(Records from a data source)
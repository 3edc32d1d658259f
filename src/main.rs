use std::process::ExitCode;

use clap::{Args, Parser, Subcommand};
use rentals_admin::{
    ApiClient, ClientError, Config,
    common::ListParams,
    routes::{
        company_agent::AgentRequestStatus,
        dashboard::ActivityParams,
        property_request::{PropertyRequestFilter, PropertyRequestStats},
        setting::NewEquipmentCategory,
        subscription::SubscriptionPlan,
        user::UserListParams,
        user_subscription::UserSubscriptionParams,
    },
};
use serde::{Serialize, de::DeserializeOwned};
use tracing_subscriber::{layer::SubscriberExt, util::SubscriberInitExt};

#[derive(Parser)]
#[command(name = "rentals-admin", about = "Admin console for the rentals marketplace API")]
struct Cli {
    /// Bypass the response cache for reads
    #[arg(long, global = true)]
    fresh: bool,

    #[command(subcommand)]
    command: Command,
}

#[derive(Subcommand)]
enum Command {
    /// Sign in with an admin account
    Login {
        #[arg(long)]
        email: String,
        #[arg(long)]
        password: String,
    },
    Logout,
    Whoami,
    /// Dashboard counters
    Stats,
    /// Recent activity feed
    Activity {
        #[arg(long)]
        filter: Option<String>,
        #[arg(long)]
        page: Option<u32>,
        #[arg(long)]
        limit: Option<u32>,
    },
    #[command(subcommand)]
    Users(UserCommand),
    #[command(subcommand)]
    Kyc(ModerationCommand),
    #[command(subcommand)]
    Listings(ModerationCommand),
    #[command(subcommand)]
    Plans(PlanCommand),
    #[command(subcommand)]
    Subscriptions(SubscriptionCommand),
    #[command(subcommand)]
    Settings(SettingCommand),
    #[command(subcommand)]
    Equipment(EquipmentCommand),
    #[command(subcommand)]
    Agents(AgentCommand),
    /// Browse property requests with status counters
    Requests {
        #[arg(long)]
        status: Option<String>,
        #[arg(long)]
        state: Option<String>,
    },
}

#[derive(Args, Clone, Default)]
struct PageArgs {
    #[arg(long)]
    page: Option<u32>,
    #[arg(long)]
    limit: Option<u32>,
    #[arg(long)]
    status: Option<String>,
    #[arg(long)]
    search: Option<String>,
}

impl From<PageArgs> for ListParams {
    fn from(args: PageArgs) -> Self {
        ListParams {
            page: args.page,
            limit: args.limit,
            status: args.status,
            search: args.search,
        }
    }
}

#[derive(Subcommand)]
enum UserCommand {
    List {
        #[arg(long)]
        page: Option<u32>,
        #[arg(long)]
        limit: Option<u32>,
        #[arg(long)]
        search: Option<String>,
        #[arg(long)]
        role: Option<String>,
    },
    Show { id: String },
    /// Replace a user's roles
    Roles { id: String, roles: Vec<String> },
    /// Flip, or with --active set, the account status
    Toggle {
        id: String,
        #[arg(long)]
        active: Option<bool>,
    },
    Delete { id: String },
}

#[derive(Subcommand)]
enum ModerationCommand {
    List(PageArgs),
    Show { id: String },
    Approve { id: String },
    Reject {
        id: String,
        #[arg(long)]
        reason: String,
    },
    /// Set a listing's status (listings only)
    Status { id: String, status: String },
    Delete { id: String },
    Stats,
}

#[derive(Subcommand)]
enum PlanCommand {
    List,
    Show { id: String },
    /// Create a plan from a JSON object
    Create { plan: String },
    /// Replace a plan with a JSON object (must carry plan_id)
    Update { plan: String },
    Delete { id: String },
}

#[derive(Subcommand)]
enum SubscriptionCommand {
    List {
        #[command(flatten)]
        page: PageArgs,
        #[arg(long)]
        expiring_within_days: Option<u32>,
    },
    Remind { id: String },
    Delete { id: String },
}

#[derive(Subcommand)]
enum SettingCommand {
    List {
        #[arg(long)]
        group: Option<String>,
    },
    Grouped,
    /// Set a setting to a JSON value
    Set { key: String, value: String },
    Delete { key: String },
    Boosts,
}

#[derive(Subcommand)]
enum EquipmentCommand {
    List,
    Add {
        name: String,
        #[arg(long)]
        description: Option<String>,
        #[arg(long)]
        item_type: Option<String>,
    },
    Toggle { id: i64 },
    Delete { id: i64 },
}

#[derive(Subcommand)]
enum AgentCommand {
    List {
        #[arg(long, value_enum)]
        status: Option<StatusArg>,
    },
    Approve { id: i64 },
    Reject {
        id: i64,
        #[arg(long)]
        reason: String,
    },
}

#[derive(Clone, Copy, clap::ValueEnum)]
enum StatusArg {
    Pending,
    Approved,
    Rejected,
}

impl From<StatusArg> for AgentRequestStatus {
    fn from(s: StatusArg) -> Self {
        match s {
            StatusArg::Pending => AgentRequestStatus::Pending,
            StatusArg::Approved => AgentRequestStatus::Approved,
            StatusArg::Rejected => AgentRequestStatus::Rejected,
        }
    }
}

#[tokio::main]
async fn main() -> ExitCode {
    tracing_subscriber::registry()
        .with(tracing_subscriber::EnvFilter::new(
            std::env::var("RUST_LOG").unwrap_or_else(|_| "info".into()),
        ))
        .with(tracing_subscriber::fmt::layer().with_writer(std::io::stderr))
        .init();

    let cli = Cli::parse();
    let mutating = cli.command.is_mutation();

    match run(cli).await {
        Ok(()) => ExitCode::SUCCESS,
        Err(e) => {
            tracing::debug!("Command failed: {:?}", e);
            eprintln!("{}", e.user_message(mutating));
            ExitCode::FAILURE
        }
    }
}

async fn run(cli: Cli) -> Result<(), ClientError> {
    let config = Config::from_env()?;
    let client = rentals_admin::connect(config).await?;
    let fresh = cli.fresh;

    match cli.command {
        Command::Login { email, password } => {
            let user = client.login(&email, &password).await?;
            print_json(&user)
        }
        Command::Logout => client.logout().await,
        Command::Whoami => print_json(&client.current_admin().await?),
        command => {
            client.current_admin().await?;
            run_authenticated(&client, command, fresh).await
        }
    }
}

async fn run_authenticated(client: &ApiClient, command: Command, fresh: bool) -> Result<(), ClientError> {
    match command {
        Command::Stats => print_json(&client.get_dashboard_stats(fresh).await?),
        Command::Activity { filter, page, limit } => {
            let params = ActivityParams { filter, page, limit };
            print_json(&client.get_recent_activities(&params, fresh).await?)
        }
        Command::Users(cmd) => match cmd {
            UserCommand::List { page, limit, search, role } => {
                let params = UserListParams { page, limit, search, role };
                print_json(&client.get_users(&params, fresh).await?)
            }
            UserCommand::Show { id } => print_json(&client.get_user_details(&id, fresh).await?),
            UserCommand::Roles { id, roles } => {
                print_json(&client.update_user_roles(&id, &roles).await?)
            }
            UserCommand::Toggle { id, active } => {
                print_json(&client.toggle_user_status(&id, active).await?)
            }
            UserCommand::Delete { id } => print_json(&client.delete_user(&id).await?),
        },
        Command::Kyc(cmd) => match cmd {
            ModerationCommand::List(args) => {
                print_json(&client.get_kyc_requests(&args.into(), fresh).await?)
            }
            ModerationCommand::Show { id } => print_json(&client.get_kyc_details(&id, fresh).await?),
            ModerationCommand::Approve { id } => print_json(&client.approve_kyc(&id).await?),
            ModerationCommand::Reject { id, reason } => {
                print_json(&client.reject_kyc(&id, &reason).await?)
            }
            ModerationCommand::Status { .. } => Err(ClientError::Validation(
                "KYC requests have no status command; use approve or reject".into(),
            )),
            ModerationCommand::Delete { id } => print_json(&client.delete_kyc(&id).await?),
            ModerationCommand::Stats => print_json(&client.get_kyc_stats(fresh).await?),
        },
        Command::Listings(cmd) => match cmd {
            ModerationCommand::List(args) => {
                print_json(&client.get_listings(&args.into(), fresh).await?)
            }
            ModerationCommand::Show { id } => {
                print_json(&client.get_listing_details(&id, fresh).await?)
            }
            ModerationCommand::Approve { id } => print_json(&client.approve_listing(&id).await?),
            ModerationCommand::Reject { id, reason } => {
                print_json(&client.reject_listing(&id, &reason).await?)
            }
            ModerationCommand::Status { id, status } => {
                print_json(&client.update_listing_status(&id, &status).await?)
            }
            ModerationCommand::Delete { id } => print_json(&client.delete_listing(&id).await?),
            ModerationCommand::Stats => print_json(&client.get_listing_stats(fresh).await?),
        },
        Command::Plans(cmd) => match cmd {
            PlanCommand::List => print_json(&client.get_subscription_plans(fresh).await?),
            PlanCommand::Show { id } => {
                print_json(&client.get_subscription_details(&id, fresh).await?)
            }
            PlanCommand::Create { plan } => {
                let plan: SubscriptionPlan = parse_json_arg("plan", &plan)?;
                print_json(&client.create_subscription_plan(&plan).await?)
            }
            PlanCommand::Update { plan } => {
                let plan: SubscriptionPlan = parse_json_arg("plan", &plan)?;
                print_json(&client.update_subscription_plan(&plan).await?)
            }
            PlanCommand::Delete { id } => {
                print_json(&client.delete_subscription_plan(&id).await?)
            }
        },
        Command::Subscriptions(cmd) => match cmd {
            SubscriptionCommand::List { page, expiring_within_days } => {
                let params = UserSubscriptionParams {
                    page: page.page,
                    limit: page.limit,
                    status: page.status,
                    search: page.search,
                    expiring_within_days,
                };
                print_json(&client.get_user_subscriptions(&params, fresh).await?)
            }
            SubscriptionCommand::Remind { id } => {
                print_json(&client.send_subscription_reminder(&id).await?)
            }
            SubscriptionCommand::Delete { id } => {
                print_json(&client.delete_user_subscription(&id).await?)
            }
        },
        Command::Settings(cmd) => match cmd {
            SettingCommand::List { group } => {
                print_json(&client.get_settings(group.as_deref(), fresh).await?)
            }
            SettingCommand::Grouped => print_json(&client.get_settings_grouped(fresh).await?),
            SettingCommand::Set { key, value } => {
                let value: serde_json::Value = parse_json_arg("value", &value)?;
                print_json(&client.update_setting(&key, &value).await?)
            }
            SettingCommand::Delete { key } => print_json(&client.delete_setting(&key).await?),
            SettingCommand::Boosts => print_json(&client.get_boost_tiers(fresh).await?),
        },
        Command::Equipment(cmd) => match cmd {
            EquipmentCommand::List => print_json(&client.get_equipment_categories(fresh).await?),
            EquipmentCommand::Add { name, description, item_type } => {
                let category = NewEquipmentCategory {
                    name,
                    description,
                    active: Some(true),
                    item_type,
                };
                print_json(&client.create_equipment_category(&category).await?)
            }
            EquipmentCommand::Toggle { id } => {
                print_json(&client.toggle_equipment_category(id).await?)
            }
            EquipmentCommand::Delete { id } => {
                print_json(&client.delete_equipment_category(id).await?)
            }
        },
        Command::Agents(cmd) => match cmd {
            AgentCommand::List { status } => {
                let requests = client
                    .get_company_agent_requests(status.map(Into::into))
                    .await?;
                print_json(&requests)
            }
            AgentCommand::Approve { id } => print_json(&client.approve_company_agent(id).await?),
            AgentCommand::Reject { id, reason } => {
                print_json(&client.reject_company_agent(id, &reason).await?)
            }
        },
        Command::Requests { status, state } => {
            let requests = client
                .browse_property_requests(&PropertyRequestFilter { status, state })
                .await?;
            let stats = PropertyRequestStats::from_requests(&requests);
            print_json(&serde_json::json!({ "stats": stats, "requests": requests }))
        }
        Command::Login { .. } | Command::Logout | Command::Whoami => Ok(()),
    }
}

impl Command {
    fn is_mutation(&self) -> bool {
        match self {
            Command::Login { .. } | Command::Logout => true,
            Command::Users(cmd) => !matches!(cmd, UserCommand::List { .. } | UserCommand::Show { .. }),
            Command::Kyc(cmd) | Command::Listings(cmd) => !matches!(
                cmd,
                ModerationCommand::List(_) | ModerationCommand::Show { .. } | ModerationCommand::Stats
            ),
            Command::Plans(cmd) => !matches!(cmd, PlanCommand::List | PlanCommand::Show { .. }),
            Command::Subscriptions(cmd) => !matches!(cmd, SubscriptionCommand::List { .. }),
            Command::Settings(cmd) => {
                matches!(cmd, SettingCommand::Set { .. } | SettingCommand::Delete { .. })
            }
            Command::Equipment(cmd) => !matches!(cmd, EquipmentCommand::List),
            Command::Agents(cmd) => !matches!(cmd, AgentCommand::List { .. }),
            Command::Whoami | Command::Stats | Command::Activity { .. } | Command::Requests { .. } => {
                false
            }
        }
    }
}

fn parse_json_arg<T: DeserializeOwned>(name: &str, raw: &str) -> Result<T, ClientError> {
    serde_json::from_str(raw)
        .map_err(|e| ClientError::Validation(format!("{} is not valid JSON: {}", name, e)))
}

fn print_json<T: Serialize>(value: &T) -> Result<(), ClientError> {
    println!("{}", serde_json::to_string_pretty(value)?);
    Ok(())
}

◆ Assignment:
Find the word "roles" in the records. Copy every line it appears in.

◆ Final answer:
    /// Replace a user's roles
    Roles { id: String, roles: Vec<String> },
            UserCommand::Roles { id, roles } => {
                print_json(&client.update_user_roles(&id, &roles).await?)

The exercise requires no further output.